As of December, five states banned TikTok from government phones and the Senate passed unanimous legislation prohibiting TikTok on federal devices. The intelligence community as well as multiple national security agencies including the Department of Defense and Department of Justice have encouraged CFIUS to order ByteDance sell its U.S. TikTok operations. They suggest it be sold to either a domestic company, a company located in a U.S.-allied country, or an individual. The CFIUS review stated that if there continues to be disagreement over which course of action to pursue, the most likely outcome would be an order forcing ByteDance to divest from the app in the U.S. The Biden administration has the ability to override this, however, and veto the order. Brooke Oberwetter, the Head of Policy and Communications for TikTok, agrees that such aggressive approaches should be avoided, claiming they are unnecessary: “The solution under consideration by CFIUS is a comprehensive package of measures with layers of government and independent oversight to address concerns about TikTok content recommendation and access to U.S. user data — measures well beyond what any peer company is doing today” and that “[f]urther measures are unnecessary and punitive; they send a chilling message to foreign tech companies wishing to do business in the U.S. and deliver globally interoperable experiences to compete alongside other global platforms.”
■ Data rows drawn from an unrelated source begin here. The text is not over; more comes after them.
impl App {
    fn new(dir: PathBuf) -> Self {
        let mut app = Self {
            dir,
            dataset: None,
            turbine_idx: 0,
            component_idx: 0,
            preset: DEFAULT_PRESET,
            granularity: DEFAULT_PRESET.default_granularity(),
            selected_field: 0,
            status: String::new(),
            view: None,
        };
        app.reload();
        app
    }

    fn event_loop<B: ratatui::backend::Backend>(&mut self, terminal: &mut Terminal<B>) -> Result<(), AppError> {
        let mut needs_redraw = true;
        loop {
            if needs_redraw {
                terminal
                    .draw(|f| self.draw(f))
                    .map_err(|e| AppError::runtime(format!("Terminal draw error: {e}")))?;
                needs_redraw = false;
            }

            if !event::poll(Duration::from_millis(100))
                .map_err(|e| AppError::runtime(format!("Event poll error: {e}")))?
            {
                continue;
            }

            match event::read().map_err(|e| AppError::runtime(format!("Event read error: {e}")))? {
                Event::Key(key) => {
                    if key.kind != KeyEventKind::Press {
                        continue;
                    }
                    if self.handle_key(key.code) {
                        break;
                    }
                    needs_redraw = true;
                }
                Event::Resize(_, _) => {
                    needs_redraw = true;
                }
                _ => {}
            }
        }
        Ok(())
    }

    /// Returns `true` when the user asked to quit.
    fn handle_key(&mut self, code: KeyCode) -> bool {
        match code {
            KeyCode::Char('q') | KeyCode::Esc => return true,
            KeyCode::Up => {
                self.selected_field = self.selected_field.saturating_sub(1);
            }
            KeyCode::Down => {
                if self.selected_field + 1 < FIELD_COUNT {
                    self.selected_field += 1;
                }
            }
            KeyCode::Left => self.adjust_field(-1),
            KeyCode::Right => self.adjust_field(1),
            KeyCode::Char('g') => {
                self.granularity = self.granularity.next();
                self.rebuild_view();
            }
            KeyCode::Char('r') => self.reload(),
            _ => {}
        }
        false
    }

    fn adjust_field(&mut self, delta: isize) {
        let Some(dataset) = &self.dataset else {
            self.status = "No dataset loaded (r to retry).".to_string();
            return;
        };
        match self.selected_field {
            FIELD_TURBINE => {
                self.turbine_idx = step_index(self.turbine_idx, dataset.metadata.turbine_ids.len(), delta);
            }
            FIELD_COMPONENT => {
                self.component_idx = step_index(self.component_idx, dataset.metadata.components.len(), delta);
            }
            FIELD_PRESET => {
                self.preset = if delta >= 0 { self.preset.next() } else { self.preset.prev() };
                // A preset brings its own granularity, like the quick-range buttons.
                self.granularity = self.preset.default_granularity();
            }
            FIELD_GRANULARITY => {
                self.granularity = if delta >= 0 {
                    self.granularity.next()
                } else {
                    self.granularity.prev()
                };
            }
            _ => {}
        }
        self.rebuild_view();
    }

    /// (Re)load the dataset from disk, keeping the selection where possible.
    fn reload(&mut self) {
        match Dataset::load(&self.dir) {
            Ok(dataset) => {
                let meta = &dataset.metadata;
                if self.dataset.is_none() {
                    self.component_idx = meta
                        .components
                        .iter()
                        .position(|c| component_key(c) == component_key(DEFAULT_VIEW_COMPONENT))
                        .unwrap_or(0);
                }
                self.turbine_idx = self.turbine_idx.min(meta.turbine_ids.len().saturating_sub(1));
                self.component_idx = self.component_idx.min(meta.components.len().saturating_sub(1));
                let loaded = format!(
                    "Loaded {} ({} .. {}, {} events)",
                    self.dir.display(),
                    meta.start_date,
                    meta.end_date,
                    dataset.events.len()
                );
                self.dataset = Some(dataset);
                self.rebuild_view();
                if self.view.as_ref().is_some_and(|v| !v.series.is_empty()) {
                    self.status = loaded;
                }
            }
            Err(err) => {
                self.dataset = None;
                self.view = None;
                self.status = err.to_string();
            }
        }
    }

    fn current_request(&self) -> Option<ViewRequest> {
        let dataset = self.dataset.as_ref()?;
        let meta = &dataset.metadata;
        let turbine_id = *meta.turbine_ids.get(self.turbine_idx)?;
        let component = component_key(meta.components.get(self.component_idx)?);
        Some(ViewRequest {
            turbine_id,
            component,
            range: self.preset.resolve(meta),
            granularity: self.granularity,
        })
    }

    fn rebuild_view(&mut self) {
        let (Some(dataset), Some(request)) = (&self.dataset, self.current_request()) else {
            self.view = None;
            return;
        };
        let view = dataset.view(&request);
        self.status = if view.series.is_empty() {
            format!("No data for turbine {} {}", request.turbine_id, request.component)
        } else {
            format!(
                "Turbine {} {}: {} points, {} events",
                request.turbine_id,
                request.component,
                view.series.len(),
                view.events.len()
            )
        };
        self.view = Some(view);
    }

    fn draw(&mut self, frame: &mut ratatui::Frame<'_>) {
        let size = frame.area();
        let chunks = Layout::default()
            .direction(Direction::Vertical)
            .constraints([Constraint::Length(4), Constraint::Min(0), Constraint::Length(3)])
            .split(size);

        self.draw_header(frame, chunks[0]);
        self.draw_body(frame, chunks[1]);
        self.draw_footer(frame, chunks[2]);
    }

    fn draw_header(&self, frame: &mut ratatui::Frame<'_>, area: Rect) {
        let mut lines: Vec<Line> = Vec::new();
        lines.push(Line::from(vec![
            Span::styled("trisk", Style::default().fg(Color::Cyan)),
            Span::raw(" - turbine fault risk"),
        ]));

        let detail = match &self.view {
            Some(view) => {
                let r = &view.request;
                let summary = view
                    .summary()
                    .map(|s| format!("n={} max={:.4} mean={:.4}", s.n_points, s.max, s.mean))
                    .unwrap_or_else(|| "no data".to_string());
                format!(
                    "turbine: {} | component: {} | {} .. {} | {} | {summary}",
                    r.turbine_id,
                    r.component,
                    r.range.start,
                    r.range.end,
                    r.granularity.display_name()
                )
            }
            None => format!("dataset: {}", self.dir.display()),
        };
        lines.push(Line::from(Span::styled(detail, Style::default().fg(Color::Gray))));

        let p = Paragraph::new(Text::from(lines)).block(Block::default().borders(Borders::ALL));
        frame.render_widget(p, area);
    }

    fn draw_body(&self, frame: &mut ratatui::Frame<'_>, area: Rect) {
        let columns = Layout::default()
            .direction(Direction::Horizontal)
            .constraints([Constraint::Min(0), Constraint::Length(34)])
            .split(area);
        let side = Layout::default()
            .direction(Direction::Vertical)
            .constraints([Constraint::Length(6), Constraint::Min(0)])
            .split(columns[1]);

        self.draw_chart(frame, columns[0]);
        self.draw_settings(frame, side[0]);
        self.draw_events(frame, side[1]);
    }

    fn draw_chart(&self, frame: &mut ratatui::Frame<'_>, area: Rect) {
        let block = Block::default().title("Fault probability").borders(Borders::ALL);
        let inner = block.inner(area);
        frame.render_widget(block, area);
        frame.render_widget(Clear, inner);

        let Some(view) = &self.view else {
            let msg = Paragraph::new("No dataset loaded. Run `trisk generate`, then press r.")
                .style(Style::default().fg(Color::Yellow))
                .block(Block::default());
            frame.render_widget(msg, inner);
            return;
        };

        let data = chart_series(view);
        let (chart_rect, insets) = chart_layout(inner);
        let widget = RiskPlottersChart {
            line: &data.line,
            warnings: &data.warnings,
            alarms: &data.alarms,
            x_origin: data.origin,
            x_bounds: data.x_bounds,
            y_bounds: data.y_bounds,
        };

        frame.render_widget(widget, chart_rect);
        if let Some(insets) = insets {
            draw_axis_ticks(frame, inner, chart_rect, insets, data.origin, data.x_bounds, data.y_bounds);
        }
    }

    fn draw_settings(&self, frame: &mut ratatui::Frame<'_>, area: Rect) {
        let (turbine, component) = match &self.dataset {
            Some(d) => (
                d.metadata
                    .turbine_ids
                    .get(self.turbine_idx)
                    .map(|id| id.to_string())
                    .unwrap_or_else(|| "-".to_string()),
                d.metadata
                    .components
                    .get(self.component_idx)
                    .cloned()
                    .unwrap_or_else(|| "-".to_string()),
            ),
            None => ("-".to_string(), "-".to_string()),
        };

        let items = vec![
            ListItem::new(format!("Turbine: {turbine}")),
            ListItem::new(format!("Component: {component}")),
            ListItem::new(format!("Range: {}", self.preset.display_name())),
            ListItem::new(format!("Granularity: {}", self.granularity.display_name())),
        ];

        let list = List::new(items)
            .block(Block::default().title("Settings").borders(Borders::ALL))
            .highlight_style(Style::default().fg(Color::Black).bg(Color::White))
            .highlight_symbol("» ");

        let mut state = ratatui::widgets::ListState::default();
        state.select(Some(self.selected_field));
        frame.render_stateful_widget(list, area, &mut state);
    }

    fn draw_events(&self, frame: &mut ratatui::Frame<'_>, area: Rect) {
        let mut items = Vec::new();
        let mut title = "Events".to_string();
        if let Some(view) = &self.view {
            title = format!(
                "Events ({} A / {} W)",
                view.events.alarms.len(),
                view.events.warnings.len()
            );
            let alarm = Style::default().fg(Color::Red).add_modifier(Modifier::BOLD);
            let warning = Style::default().fg(Color::Yellow);
            for (events, tag, style) in [(&view.events.alarms, "A", alarm), (&view.events.warnings, "W", warning)] {
                for e in events.iter() {
                    items.push(ListItem::new(Line::from(vec![
                        Span::styled(tag, style),
                        Span::raw(format!(" {} {:.4}", e.date, e.value)),
                    ])));
                }
            }
        }
        if items.is_empty() {
            items.push(ListItem::new(Span::styled("(none)", Style::default().fg(Color::Gray))));
        }

        let list = List::new(items).block(Block::default().title(title).borders(Borders::ALL));
        frame.render_widget(list, area);
    }

    fn draw_footer(&self, frame: &mut ratatui::Frame<'_>, area: Rect) {
        let help = "↑/↓ select  ←/→ adjust  g granularity  r reload  q quit";
        let line = Line::from(vec![
            Span::styled(help, Style::default().fg(Color::Gray)),
            Span::raw(" | "),
            Span::styled(&self.status, Style::default().fg(Color::Yellow)),
        ]);
        let p = Paragraph::new(line).block(Block::default().borders(Borders::ALL));
        frame.render_widget(p, area);
    }
}
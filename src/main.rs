use std::process::ExitCode;

fn main() -> ExitCode {
    match turbine_risk::app::run() {
        Ok(()) => ExitCode::SUCCESS,
        Err(err) => {
            eprintln!("{err}");
            ExitCode::from(err.exit_code())
        }
    }
}
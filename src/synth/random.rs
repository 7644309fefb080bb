//! Pluggable randomness for the synthesizer.
//!
//! Unseeded runs use an OS-seeded `StdRng`; `--seed` makes it deterministic so
//! a dataset can be regenerated bit-for-bit. Tests can plug in a
//! fixed source to pin the noise floor and the warning coin flip.

use rand::rngs::StdRng;
use rand::{Rng, SeedableRng};

pub trait RandomSource {
    /// Uniform draw in `[0, 1)`.
    fn next_unit(&mut self) -> f64;

    /// Uniform integer in `0..upper`; `0` when `upper == 0`.
    fn next_below(&mut self, upper: u32) -> u32;
}

impl<R: Rng + ?Sized> RandomSource for R {
    fn next_unit(&mut self) -> f64 {
        self.r#gen::<f64>()
    }

    fn next_below(&mut self, upper: u32) -> u32 {
        if upper == 0 {
            return 0;
        }
        self.gen_range(0..upper)
    }
}

/// Seeded generator when `seed` is given, OS-seeded otherwise.
pub fn source_from_seed(seed: Option<u64>) -> StdRng {
    match seed {
        Some(seed) => StdRng::seed_from_u64(seed),
        None => StdRng::from_entropy(),
    }
}

#[cfg(test)]
mod tests {
    use super::*;

    #[test]
    fn seeded_sources_repeat() {
        let mut a = source_from_seed(Some(7));
        let mut b = source_from_seed(Some(7));
        for _ in 0..16 {
            assert_eq!(a.next_unit().to_bits(), b.next_unit().to_bits());
            assert_eq!(a.next_below(30), b.next_below(30));
        }
    }

    #[test]
    fn draws_stay_in_range() {
        let mut rng = source_from_seed(Some(1));
        for _ in 0..1000 {
            let u = rng.next_unit();
            assert!((0.0..1.0).contains(&u));
            assert!(rng.next_below(30) < 30);
        }
        assert_eq!(rng.next_below(0), 0);
    }
}
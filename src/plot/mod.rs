//! Terminal plotting.

pub mod ascii;

pub use ascii::*;
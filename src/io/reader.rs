//! Load a generated dataset.
//!
//! Missing files are treated differently depending on what they hold:
//! - no `metadata.json` means there is no dataset at all (error)
//! - no `events.json` means no markers (empty list)
//! - no `turbine{id}.json` means no data for that turbine (`None`)
//!
//! A file that exists but does not parse is always an error.

use std::fs::File;
use std::io::{BufReader, ErrorKind};
use std::path::Path;

use serde::de::DeserializeOwned;

use crate::domain::{Event, Metadata, TurbineFile};
use crate::error::AppError;
use crate::io::writer::{EVENTS_FILE, METADATA_FILE, turbine_file_name};

pub fn read_metadata(dir: &Path) -> Result<Metadata, AppError> {
    let path = dir.join(METADATA_FILE);
    read_optional(&path)?.ok_or_else(|| {
        AppError::usage(format!(
            "No dataset in '{}' (missing {METADATA_FILE}). Run `trisk generate` first.",
            dir.display()
        ))
    })
}

pub fn read_events(dir: &Path) -> Result<Vec<Event>, AppError> {
    let path = dir.join(EVENTS_FILE);
    match read_optional(&path)? {
        Some(events) => Ok(events),
        None => {
            log::warn!("{} not found; continuing without events", path.display());
            Ok(Vec::new())
        }
    }
}

pub fn read_turbine(dir: &Path, turbine_id: u32) -> Result<Option<TurbineFile>, AppError> {
    let path = dir.join(turbine_file_name(turbine_id));
    let file: Option<TurbineFile> = read_optional(&path)?;
    if let Some(f) = &file {
        if f.turbine_id != turbine_id {
            return Err(AppError::usage(format!(
                "'{}' declares turbineId {} (expected {turbine_id}).",
                path.display(),
                f.turbine_id
            )));
        }
    }
    Ok(file)
}

fn read_optional<T: DeserializeOwned>(path: &Path) -> Result<Option<T>, AppError> {
    let file = match File::open(path) {
        Ok(file) => file,
        Err(e) if e.kind() == ErrorKind::NotFound => return Ok(None),
        Err(e) => {
            return Err(AppError::usage(format!("Failed to open '{}': {e}", path.display())));
        }
    };
    let value = serde_json::from_reader(BufReader::new(file))
        .map_err(|e| AppError::usage(format!("Invalid JSON in '{}': {e}", path.display())))?;
    Ok(Some(value))
}

#[cfg(test)]
mod tests {
    use super::*;
    use std::fs;

    use chrono::NaiveDate;
    use tempfile::TempDir;

    use crate::domain::{ComponentSeriesMap, EventKind, TimeSeriesPoint};
    use crate::error::EXIT_USAGE;
    use crate::io::writer::{write_events, write_metadata, write_turbine};

    fn d(y: i32, m: u32, day: u32) -> NaiveDate {
        NaiveDate::from_ymd_opt(y, m, day).unwrap()
    }

    #[test]
    fn missing_files() {
        let temp = TempDir::new().unwrap();
        let err = read_metadata(temp.path()).unwrap_err();
        assert_eq!(err.exit_code(), EXIT_USAGE);
        assert!(read_events(temp.path()).unwrap().is_empty());
        assert!(read_turbine(temp.path(), 1).unwrap().is_none());
    }

    #[test]
    fn written_dataset_reads_back() {
        let temp = TempDir::new().unwrap();
        let mut components = ComponentSeriesMap::new();
        components.insert("tower".to_string(), vec![TimeSeriesPoint::new(d(2024, 1, 1), 0.25)]);
        let turbine = TurbineFile {
            turbine_id: 2,
            components,
        };
        let events = vec![Event {
            date: d(2024, 1, 1),
            value: 0.25,
            kind: EventKind::Warning,
            component: "Tower".to_string(),
            turbine_id: 2,
        }];
        let metadata = Metadata {
            start_date: d(2024, 1, 1),
            end_date: d(2024, 1, 2),
            total_days: 1,
            components: vec!["Tower".to_string()],
            turbine_ids: vec![2],
        };

        write_turbine(temp.path(), &turbine).unwrap();
        write_events(temp.path(), &events).unwrap();
        write_metadata(temp.path(), &metadata).unwrap();

        assert_eq!(read_turbine(temp.path(), 2).unwrap(), Some(turbine));
        assert_eq!(read_events(temp.path()).unwrap(), events);
        assert_eq!(read_metadata(temp.path()).unwrap(), metadata);
    }

    #[test]
    fn malformed_file_fails_the_load() {
        let temp = TempDir::new().unwrap();
        fs::write(
            temp.path().join("turbine1.json"),
            r#"{"turbineId":1,"components":{"tower":[{"date":"not-a-date","probability":0.1}]}}"#,
        )
        .unwrap();
        let err = read_turbine(temp.path(), 1).unwrap_err();
        assert_eq!(err.exit_code(), EXIT_USAGE);
    }

    #[test]
    fn mismatched_turbine_id_is_rejected() {
        let temp = TempDir::new().unwrap();
        fs::write(temp.path().join("turbine1.json"), r#"{"turbineId":3,"components":{}}"#).unwrap();
        assert!(read_turbine(temp.path(), 1).is_err());
    }
}
//! ASCII plotting for terminal output.
//!
//! This is intentionally "dumb" (fixed-size grid), optimized for:
//! - quick visual sanity checks in a terminal
//! - deterministic output (helpful for golden tests)
//!
//! Plot elements:
//! - aggregated series: `-` line
//! - events at their own date and value: `W` (warning), `A` (alarm, drawn last)

use chrono::NaiveDate;

use crate::aggregate::ChartView;
use crate::calendar;
use crate::domain::{DateRange, Event, TimeSeriesPoint};

/// Render a chart view: series line plus event markers over the view's range.
pub fn render_ascii_plot(view: &ChartView, width: usize, height: usize) -> String {
    render_plot(
        &view.series,
        &view.events.warnings,
        &view.events.alarms,
        view.request.range,
        width,
        height,
    )
}

fn render_plot(
    series: &[TimeSeriesPoint],
    warnings: &[Event],
    alarms: &[Event],
    range: DateRange,
    width: usize,
    height: usize,
) -> String {
    let width = width.max(10);
    let height = height.max(5);

    let values = series
        .iter()
        .map(|p| p.probability)
        .chain(warnings.iter().chain(alarms).map(|e| e.value));
    let Some((y_min, y_max)) = y_range(values) else {
        return format!("Plot: {} .. {} | no data\n", range.start, range.end);
    };
    let (y_min, y_max) = pad_range(y_min, y_max, 0.05);
    let y_min = y_min.max(0.0);

    let t_max = (calendar::days_between(range.start, range.end) as f64).max(1.0);
    let x_of = |date: NaiveDate| calendar::days_between(range.start, date) as f64;

    let mut grid = vec![vec![' '; width]; height];

    // Line first, so markers overlay it.
    let curve: Vec<(f64, f64)> = series.iter().map(|p| (x_of(p.date), p.probability)).collect();
    draw_curve(&mut grid, &curve, t_max, y_min, y_max);

    for (events, ch) in [(warnings, 'W'), (alarms, 'A')] {
        for e in events {
            let x = map_x(x_of(e.date), t_max, width);
            let y = map_y(e.value, y_min, y_max, height);
            grid[y][x] = ch;
        }
    }

    let mut out = String::new();
    out.push_str(&format!(
        "Plot: {} .. {} | p=[{y_min:.4}, {y_max:.4}]\n",
        range.start, range.end
    ));

    for row in grid {
        out.push_str(&row.into_iter().collect::<String>());
        out.push('\n');
    }

    out
}

fn y_range(values: impl Iterator<Item = f64>) -> Option<(f64, f64)> {
    let mut min_y = f64::INFINITY;
    let mut max_y = f64::NEG_INFINITY;
    for y in values {
        min_y = min_y.min(y);
        max_y = max_y.max(y);
    }
    if !(min_y.is_finite() && max_y.is_finite()) {
        return None;
    }
    if max_y > min_y {
        Some((min_y, max_y))
    } else {
        // Flat series: open a small band around it.
        Some((min_y - 0.01, max_y + 0.01))
    }
}

fn pad_range(min: f64, max: f64, frac: f64) -> (f64, f64) {
    let span = (max - min).abs();
    let pad = (span * frac).max(1e-12);
    (min - pad, max + pad)
}

fn map_x(t: f64, t_max: f64, width: usize) -> usize {
    let width = width.max(2);
    let u = (t / t_max).clamp(0.0, 1.0);
    (u * (width as f64 - 1.0)).round() as usize
}

fn map_y(y: f64, y_min: f64, y_max: f64, height: usize) -> usize {
    let height = height.max(2);
    let u = ((y - y_min) / (y_max - y_min)).clamp(0.0, 1.0);
    // y=top is max -> row 0
    (height as f64 - 1.0 - (u * (height as f64 - 1.0))).round() as usize
}

fn draw_curve(grid: &mut [Vec<char>], curve: &[(f64, f64)], t_max: f64, y_min: f64, y_max: f64) {
    let height = grid.len();
    let width = grid.first().map_or(0, |row| row.len());
    if width == 0 {
        return;
    }

    let mut prev = None;
    for &(t, y) in curve {
        let x = map_x(t, t_max, width);
        let yy = map_y(y, y_min, y_max, height);
        if let Some((x0, y0)) = prev {
            draw_line(grid, x0, y0, x, yy, '-');
        } else {
            grid[yy][x] = '-';
        }
        prev = Some((x, yy));
    }
}

/// Integer line drawing (Bresenham-ish).
fn draw_line(grid: &mut [Vec<char>], x0: usize, y0: usize, x1: usize, y1: usize, ch: char) {
    let mut x0 = x0 as isize;
    let mut y0 = y0 as isize;
    let x1 = x1 as isize;
    let y1 = y1 as isize;

    let dx = (x1 - x0).abs();
    let sx = if x0 < x1 { 1 } else { -1 };
    let dy = -(y1 - y0).abs();
    let sy = if y0 < y1 { 1 } else { -1 };
    let mut err = dx + dy;

    loop {
        if y0 >= 0
            && (y0 as usize) < grid.len()
            && x0 >= 0
            && (x0 as usize) < grid[0].len()
            && grid[y0 as usize][x0 as usize] == ' '
        {
            grid[y0 as usize][x0 as usize] = ch;
        }

        if x0 == x1 && y0 == y1 {
            break;
        }
        let e2 = 2 * err;
        if e2 >= dy {
            err += dy;
            x0 += sx;
        }
        if e2 <= dx {
            err += dx;
            y0 += sy;
        }
    }
}
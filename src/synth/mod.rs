//! Synthetic fault-probability generation.
//!
//! - per-series synthesis with pattern injection (`series`)
//! - injectable randomness (`random`)
//! - per-turbine assembly (`generate_turbine`)

pub mod random;
pub mod series;

pub use random::{RandomSource, source_from_seed};
pub use series::{PatternHit, SeriesOutput, pattern_hit, phase_offset, synthesize};

use crate::domain::{ComponentSeriesMap, Event, GenerationConfig, TurbineFile, component_key};
use crate::error::AppError;

/// Every component series of one turbine plus the events they produced.
#[derive(Debug, Clone)]
pub struct TurbineOutput {
    pub file: TurbineFile,
    pub events: Vec<Event>,
}

/// Synthesize all configured components for one turbine.
///
/// Each component gets its own seed offset drawn from `0..max_seed_offset`.
pub fn generate_turbine<R: RandomSource + ?Sized>(
    config: &GenerationConfig,
    turbine_id: u32,
    rng: &mut R,
) -> Result<TurbineOutput, AppError> {
    let mut components = ComponentSeriesMap::new();
    let mut events = Vec::new();

    for component in &config.components {
        let seed_offset = rng.next_below(config.max_seed_offset);
        let out = synthesize(config, component, turbine_id, seed_offset, rng)?;
        log::debug!(
            "turbine {turbine_id} {component}: seed_offset={seed_offset} points={} events={}",
            out.series.len(),
            out.events.len()
        );
        components.insert(component_key(component), out.series);
        events.extend(out.events);
    }

    Ok(TurbineOutput {
        file: TurbineFile {
            turbine_id,
            components,
        },
        events,
    })
}
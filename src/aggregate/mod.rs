//! Consumer-side aggregation: calendar buckets, range slicing, event filtering
//! and assembled chart views.

pub mod bucket;
pub mod filter;
pub mod series;
pub mod view;

pub use bucket::{BucketKey, bucket_key, display_date};
pub use filter::{EventFilter, EventSplit, filter_events};
pub use series::{aggregate, slice_range};
pub use view::{ChartView, SeriesSummary, ViewRequest, build_view};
Either divestment or new, domestic or U.S.-allied ownership of the TikTok branch is both the most plausible and effective approach the U.S. could pursue to protect its users. This is true for two reasons: the lack of national security laws under the CCP, and ByteDance’s ability to gather information about American users even after Oracle restricted their access to servers. It has been proven by multiple investigations and reports by American journalists that as long as ByteDance has any amount of access to the servers through which user information is processed, TikTok’s advanced code can detect location and personal information, even when users have restricted location settings or are logged out of the app. A complete ban of the app is implausible: U.S. antitrust law would never permit such a harsh, monopolizing action and, aside from that, Americans are simply too invested in both the app’s entertainment and lucrative potential. TikTok’s threat is increasingly pressing, and simply monitoring the situation as practiced by the Biden administration is irresponsible, as users are interacting with the app, unaware of its breach of their privacy. Officials must realize that any progress is better than no progress. If leaders continue to stall passing domestic security legislation due to an inability to agree on the level of aggressiveness with which to treat the matter, users will continue to remain vulnerable.